Exercise. Only lines with the word "StreamEndReason" belong in the answer; copy them from the records below.

Source material.
+++++
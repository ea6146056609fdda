//! Session kind as a tagged variant (§9 Design Notes): shared fields live on
//! `SessionRecord`, kind-specific identity lives here.

use serde::{Deserialize, Serialize};

#[derive(Debug, Clone, Serialize, Deserialize)]
pub struct SatelliteIdentity {
    pub uuid: String,
    pub name: String,
    /// Room/location tag; when present, prepended to user text as
    /// `[Location: L] ` for the LLM input (history keeps the raw form).
    pub location: Option<String>,
}

#[derive(Debug, Clone, Copy, Default, Serialize, Deserialize)]
pub struct Capabilities {
    pub local_asr: bool,
    pub local_tts: bool,
    pub wake_word: bool,
}

#[derive(Debug, Clone, Copy, PartialEq, Eq, Serialize, Deserialize)]
pub enum SessionTier {
    Satellite,
}

#[derive(Debug, Clone, Serialize, Deserialize)]
pub enum SessionKind {
    Local,
    LegacyNet {
        ip: String,
    },
    Satellite {
        tier: SessionTier,
        identity: SatelliteIdentity,
        caps: Capabilities,
    },
    Web,
}

impl SessionKind {
    pub fn label(&self) -> &'static str {
        match self {
            SessionKind::Local => "local",
            SessionKind::LegacyNet { .. } => "legacy_network",
            SessionKind::Satellite { .. } => "satellite",
            SessionKind::Web => "web",
        }
    }

    pub fn satellite_uuid(&self) -> Option<&str> {
        match self {
            SessionKind::Satellite { identity, .. } => Some(&identity.uuid),
            _ => None,
        }
    }

    pub fn legacy_ip(&self) -> Option<&str> {
        match self {
            SessionKind::LegacyNet { ip } => Some(ip),
            _ => None,
        }
    }

    pub fn location(&self) -> Option<&str> {
        match self {
            SessionKind::Satellite { identity, .. } => identity.location.as_deref(),
            _ => None,
        }
    }

    pub fn capabilities(&self) -> Capabilities {
        match self {
            SessionKind::Satellite { caps, .. } => *caps,
            _ => Capabilities::default(),
        }
    }
}
//! Minimal `Transport` used only by this crate's own tests.

use aura_domain::transport::{StreamEndReason, TranscriptRole, Transport};

pub struct NullTransport;

impl Transport for NullTransport {
    fn send_stream_start(&self, _stream_id: u64) {}
    fn send_stream_delta(&self, _stream_id: u64, _utf8_chunk: &str) {}
    fn send_stream_end(&self, _stream_id: u64, _reason: StreamEndReason) {}
    fn send_transcript(&self, _role: TranscriptRole, _text: &str) {}
    fn send_state(&self, _state: &str, _detail: Option<&str>) {}
    fn send_audio_pcm(&self, _samples: &[i16], _sample_rate: u32) {}
    fn send_error(&self, _code: &str, _message: &str) {}
}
+++++
Output below.
use aura_domain::transport::{StreamEndReason, TranscriptRole, Transport};
    fn send_stream_end(&self, _stream_id: u64, _reason: StreamEndReason) {}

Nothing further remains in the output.